A plan to launch a new independent inquiry into the Bradford riots was today labelled a waste of time and money.
The city's MPs said it was time for action and not more words as a special scrutiny committee prepares to meet tomorrow to decide what type of probe should be launched into July's devastating riots and how much it is likely to cost.
It will be December before the inquiry can be launched as the Council's executive committee has to sanction the recommendations.
The move comes five years after the Bradford Commission inquiry into the Manningham riots. That inquiry took 18 months to complete, was launched in a blaze of publicity, and then gathered dust on a shelf.
Today Lord Ouseley, who co-ordinated a report into the district's race relations at the same time as the riots, said the answers to moving the city forward were already out there.
"It is now up to somebody to take it by the scruff of the neck and do something," he said.
But he said there was nothing wrong with getting information on the background to the disturbances.

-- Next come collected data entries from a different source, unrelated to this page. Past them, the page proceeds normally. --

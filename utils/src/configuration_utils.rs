use std::str::FromStr;
use std::time::Duration;

use tracing::warn;

/// A value that can be read from an environment variable, falling back to a default.
///
/// `parse` never fails; a value that cannot be interpreted is logged and the default is kept.
pub trait ParsableConfigValue: Sized {
    fn parse_user_value(value: &str) -> Option<Self>;

    fn parse(variable_name: &str, value: Option<String>, default: Self) -> Self {
        let Some(raw) = value else {
            return default;
        };

        match Self::parse_user_value(raw.trim()) {
            Some(v) => v,
            None => {
                warn!("Configuration value {variable_name}={raw:?} could not be parsed; using default.");
                default
            },
        }
    }
}

macro_rules! impl_parsable_from_str {
    ($($t:ty),+) => {
        $(
            impl ParsableConfigValue for $t {
                fn parse_user_value(value: &str) -> Option<Self> {
                    value.parse::<$t>().ok()
                }
            }
        )+
    };
}

impl_parsable_from_str!(u16, u32, u64, usize, i64, f64);

impl ParsableConfigValue for String {
    fn parse_user_value(value: &str) -> Option<Self> {
        Some(value.to_owned())
    }
}

impl ParsableConfigValue for bool {
    fn parse_user_value(value: &str) -> Option<Self> {
        match value.to_ascii_lowercase().as_str() {
            "1" | "true" | "yes" | "y" | "on" => Some(true),
            "0" | "false" | "no" | "n" | "off" => Some(false),
            _ => None,
        }
    }
}

/// Durations accept a bare integer (milliseconds) or a number followed by `ms`, `s`, or `m`.
impl ParsableConfigValue for Duration {
    fn parse_user_value(value: &str) -> Option<Self> {
        let split = value.find(|c: char| !c.is_ascii_digit()).unwrap_or(value.len());
        let (number, unit) = value.split_at(split);
        let n: u64 = number.parse().ok()?;

        match unit.trim() {
            "" | "ms" => Some(Duration::from_millis(n)),
            "s" => Some(Duration::from_secs(n)),
            "m" => Some(Duration::from_secs(n.checked_mul(60)?)),
            _ => None,
        }
    }
}

/// Lists are comma separated; empty entries are skipped.
impl<T: FromStr> ParsableConfigValue for Vec<T> {
    fn parse_user_value(value: &str) -> Option<Self> {
        value
            .split(',')
            .map(str::trim)
            .filter(|s| !s.is_empty())
            .map(|s| s.parse::<T>().ok())
            .collect()
    }
}
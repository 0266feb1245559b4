use thiserror::Error;

/// Errors that end a reconstruction.
#[non_exhaustive]
#[derive(Error, Debug, Clone, PartialEq, Eq)]
pub enum ReconstructionError {
    #[error("No usable aggregate among {records} records")]
    EmptyInput { records: usize },
}

pub type Result<T> = std::result::Result<T, ReconstructionError>;

/// Why a fragment payload could not be decoded. Never fatal; the fragment decodes to nothing.
#[derive(Error, Debug, Clone, PartialEq, Eq)]
pub enum DecodeError {
    #[error("payload of {0} hex digit(s) has no content")]
    TooShort(usize),

    #[error("odd number of hex digits ({0})")]
    OddLength(usize),

    #[error("invalid hex: {0}")]
    InvalidHex(String),
}

impl From<hex::FromHexError> for DecodeError {
    fn from(err: hex::FromHexError) -> Self {
        DecodeError::InvalidHex(err.to_string())
    }
}
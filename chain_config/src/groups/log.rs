crate::config_group!({

    /// Default log filter directive, used when `RUST_LOG` is not set.
    ref level: String = "info".to_string();

    /// Output format, `pretty` or `json`.
    ref format: String = "pretty".to_string();
});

Tomorrow's scrutiny committee - which meets at 4pm in public at City Hall - will also consider setting up a youth assembly to involve young people in decision making.
But the inquiry plan was criticised as a useless exercise by Khadim Hussain, a member of Bradford Council for Mosques' executive.
Mr Hussain claimed nothing had happened following the major Commission report into the last riots in 1995.
He said he feared an action plan following July's disturbances, where more than 300 police officers were injured, may never surface.
"We have had people sitting down in committees before. They have a cup of tea, look at the recommendations and nothing happens. We still have problems of children's under achievements in education and young people still can't get jobs," he said.
And Bradford North MP Terry Rooney said: "It is a waste of time and money to commission another study. We should get on now and do something."
Gerry Sutcliffe MP for Bradford South agreed: "It is time for action and not words."
But Councillor Chris Greaves, chairman of the special scrutiny committee, said the inquiry was a major step forward.
"This has to work. Bradford won't get a third chance to get it right," he said.
"We hope this committee will be a catalyst for things happening.
"I think it is very, very important to get it right. A quick fix solution isn't going to work. It is important that it should be done properly."
Coun Greaves said he wanted the committee to make regular detailed reports to the Council's other committees.
"But I would like to see it listed as an important matter in its own right and not just any other business on agendas, because it is vitally important."
Councillor Ian Greenwood, leader of the Labour group, who initially called for a scrutiny committee to be set up to look at the riots, said: "We have to look for a strategy and look at the underpinning causes of the problems." But he said there was also a need for action.
And former Tory Lord Mayor Councillor Stanley King, a member of the new scrutiny committee, defended its remit.
He said the commissioned study would be brief and to the point.
"We are keenly aware that nothing happened with the last report commissioned to look into the riots," he said.
"This time we will be getting on with things and we won't be taking lots of time re-inventing the wheel. We have a short time-scale because we have to report to the executive committee in December."
Council leader Councillor Margaret Eaton said: "We, too, want action not just words.
"That is the reason why we have agreed our own action plan on the Ouseley report which is now being dealt with by a team of dedicated officers."
The scrutiny committee will deal separately with the Ouseley report by a team headed by the former chairman of the Commission for Racial equality which found a divided and fearful city.